Anecdotes have never really enjoyed the credibility of a statistical conclusion. Regardless, they have certainly basked in the glory as conversation starters. Especially in this situation as an opening to the discourse of something as personal as ones’ reading habit.

Just recently, I took some time off from my busy Netflixing schedule to glance at my book shelf, looking at the once silent friends I could never let go. I realized I had only been acquainted with them, not having made a serious relationship with many.

I had read only a fraction with a majority of them continuing to lament in the lowly status of still reading without any promising signs of completion in the near future. And I am sure I am not alone, in fact I am quite certain that I belong to one of the non-book clubs with a growing membership of people who have not completed reading a single book in months.

The National Endowment for the Arts (NEA), an independent agency of the US government, estimates that less than half of the adult American population reads literature, with a loss of 20 million readers between 1982 and 2002. And not just adults, even though reading habit increases with age, the number of readers within each group has declined since the 1980s.

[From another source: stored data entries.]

use std::{
    cell::RefCell,
    io::{self, Write},
    marker::PhantomData,
};

use bytes::{Buf, BytesMut};

use crate::server_to_client::{self, MessageContext};

const IRC_MESSAGE_MAX_SIZE: usize = 512;

/// Bytes queued for one connection, waiting for the socket to be writable.
#[derive(Debug, Default)]
pub(crate) struct Mailbox {
    queue: RefCell<BytesMut>,
}

impl Mailbox {
    pub(crate) fn ingest(&self, message: &server_to_client::Message<'_>, context: &MessageContext) {
        let mut mw = MessageWriter { mailbox: self };
        message.write_to(&mut mw, context);
    }

    fn push(&self, bytes: &[u8]) {
        self.queue.borrow_mut().extend_from_slice(bytes);
    }

    pub(crate) fn is_empty(&self) -> bool {
        self.queue.borrow().is_empty()
    }

    /// Writes as much as the writer accepts.
    /// Returns `Ok(true)` once the queue is empty, `Ok(false)` if the writer would block.
    pub(crate) fn flush_into<W: Write>(&self, writer: &mut W) -> io::Result<bool> {
        let mut queue = self.queue.borrow_mut();
        while !queue.is_empty() {
            match writer.write(&queue[..]) {
                Ok(0) => return Err(io::ErrorKind::WriteZero.into()),
                Ok(n) => queue.advance(n),
                Err(err) if err.kind() == io::ErrorKind::WouldBlock => return Ok(false),
                Err(err) if err.kind() == io::ErrorKind::Interrupted => continue,
                Err(err) => return Err(err),
            }
        }
        Ok(true)
    }

    pub(crate) fn take(&self) -> Vec<u8> {
        self.queue.take().to_vec()
    }
}

/// A single server_to_client::Message might generate multiple 512-bytes IRC messages.
/// This struct offers a safe interface to write multiple IRC message, while ensuring to respect the
/// size limit of 512 bytes per IRC message.
pub(crate) struct MessageWriter<'m> {
    mailbox: &'m Mailbox,
}

impl<'m> MessageWriter<'m> {
    /// Implementation note: it is not necessary to have a &mut self here,
    /// but it allows to ensure that there are only one OnGoingMessage at a time.
    pub(crate) fn new_message<'w>(&'w mut self) -> OnGoingMessage<'m, 'w> {
        let buf = vec![0_u8; IRC_MESSAGE_MAX_SIZE].into();
        let buf = std::io::Cursor::new(buf);
        OnGoingMessage {
            buf,
            mailbox: self.mailbox,
            phantom: PhantomData,
        }
    }
}

/// Owner MUST call validate() after writing in order to send the message to the mailbox.
#[must_use]
pub(crate) struct OnGoingMessage<'m, 'w> {
    buf: std::io::Cursor<Box<[u8]>>,
    mailbox: &'m Mailbox,
    phantom: PhantomData<&'w mut MessageWriter<'m>>,
}

impl OnGoingMessage<'_, '_> {
    #[inline]
    pub(crate) fn write<T>(mut self, bytes: &T) -> Self
    where
        T: AsRef<[u8]> + ?Sized,
    {
        // CR, LF and NUL would let a client forge lines on other connections
        let chunks = bytes
            .as_ref()
            .split(|&c| matches!(c, b'\r' | b'\n' | b'\0'));
        for chunk in chunks {
            // fails past IRC_MESSAGE_MAX_SIZE bytes, validate() then overwrites the tail
            if self.buf.write_all(chunk).is_err() {
                break;
            }
        }
        self
    }

    pub(crate) fn validate(mut self) {
        // cut at 510 bytes and add new lines
        let pos = self.buf.position().min((IRC_MESSAGE_MAX_SIZE - 2) as u64);
        self.buf.set_position(pos);
        let _ = self.buf.write_all(b"\r\n");

        let len = self.buf.position() as usize;
        let buf = self.buf.into_inner();
        if let Some(bytes) = buf.get(..len) {
            self.mailbox.push(bytes);
        }
    }
}

macro_rules! message {
    ($s:expr, $($args:expr),*) => {{
        let mut m = $s.new_message();
        $(
            m = m.write($args);
        )*
        m.validate();
    }}
}

macro_rules! message_push {
    ($m:ident, $($args:expr),*) => {{
        $(
            $m = $m.write($args);
        )*
    }}
}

And the decay is not a phenomenon of the recent decades. University of Maryland had performed time-use studies, showing amount of time spent in reading. The study indicated a decline from 85% in 1946 to 55% in 1985. So, even magazines and newspapers are not to be spared in the large-scale abandonment movement!
 

Why have reading habits changed?

Certainly not for the lack of books or for that matter the lack of book stores. The revenue from global book sales is estimated to grow from 113 billion USD in 2015 to 123 billion USD in 2020 (Statista). All these book sales and yet the above indicated readership loss by 20 million in 20 years!

Why this disparity? ‘Coz buying and reading are mutually exclusive. Just because you have purchased a book doesn’t mean, with certainty, that you will complete reading it. Many of them will most likely rest in peace on your book shelf.

It is intuitive to arrive at some of the reasons for the changing habit. While you could easily say, I could have told you so, the NEA has listed possible reasons why not-reading has encroached the territory of potential readers.

  • One of the main reasons would be the explosion of mass media, and electronic engagement, that has been giving literature a stiff competition. Young kids and adults alike are bombarded with TV programming, video games, internet and its millions of distracting videos and channels.
    Even in the 1990s, US children were being brought up in households with an average of 3 televisions, 2 VCRs, 1.4 video game players and at least 1 computer. And those were the times when computers were priced at three times the cost now.
  • Recreation has found new meaning. 5.7% of all recreational spending, in 1990, was on books while audio, video, and non-bookish spending made up 6% of the expenses. In 2002, this number on electronic entertainment shot up to 24% of recreational spending while books remained at a somewhat similar 5.6%.
    So, you might say, that on top of the explosion of electronic media entertainment, even the willingness to spend money on the same, has increased.
    Hence, despite the increase in the number of college graduates, and consequently people with better jobs than before and more buying capacity, books have not really featured as priority. The idea of engaging your mind to effectively comprehend words requires far more commitment than being a passive participant while a dynamic array of images is able to capture your imagination.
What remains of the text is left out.